[Stored data entries]
....................
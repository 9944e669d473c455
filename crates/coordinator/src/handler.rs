//! Serves block ranges requested by other peers.

use crate::messages::{RequestBlocks, ResponseBlocks, SyncMessage, WireMessage};
use crate::traits::{BlockStore, Transport};
use fastsync_core::PeerId;
use std::sync::Arc;
use tracing::{debug, error, trace};

/// Answers inbound `RequestBlocks` messages from the local block-store.
pub struct RequestBlocksHandler {
    chain: Arc<dyn BlockStore>,
    transport: Arc<dyn Transport>,
}

impl RequestBlocksHandler {
    /// Creates a handler reading from `chain` and replying over `transport`
    pub fn new(chain: Arc<dyn BlockStore>, transport: Arc<dyn Transport>) -> Self {
        Self { chain, transport }
    }

    /// Handles a raw request. Returns true if a response was sent.
    pub fn receive(&self, peer: PeerId, peer_display: &str, message: &[u8]) -> bool {
        if message.is_empty() {
            debug!(target: "fastsync::handler", peer = %peer_display, "request-blocks empty message");
            return false;
        }

        let request = match RequestBlocks::decode(message) {
            Ok(request) => RequestBlocks::new(request.from_block, request.count, request.descending),
            Err(err) => {
                error!(
                    target: "fastsync::handler",
                    peer = %peer_display,
                    len = message.len(),
                    error = %err,
                    "request-blocks decode error"
                );
                trace!(target: "fastsync::handler", bytes = %hex::encode(message), "request-blocks raw message");
                return false;
            }
        };

        debug!(
            target: "fastsync::handler",
            peer = %peer_display,
            from = request.from_block,
            count = request.count,
            order = request.order(),
            "request-blocks"
        );

        let Some((first, last)) = request.range() else {
            return false;
        };
        let blocks = match self.chain.get_blocks_by_range(first, last) {
            Ok(blocks) if !blocks.is_empty() => blocks,
            Ok(_) => return false,
            Err(err) => {
                debug!(target: "fastsync::handler", first, last, error = %err, "block range unavailable");
                return false;
            }
        };

        let response = SyncMessage::ResponseBlocks(ResponseBlocks { blocks });
        match self.transport.send(peer, peer_display, response) {
            Ok(()) => true,
            Err(err) => {
                debug!(target: "fastsync::handler", peer = %peer_display, error = %err, "failed to send blocks");
                false
            }
        }
    }
}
....................
■ Aim of the exercise:
Where the word "PeerId" occurs in a line of the records, copy that line.

■ Exercise result:
use fastsync_core::PeerId;
    pub fn receive(&self, peer: PeerId, peer_display: &str, message: &[u8]) -> bool {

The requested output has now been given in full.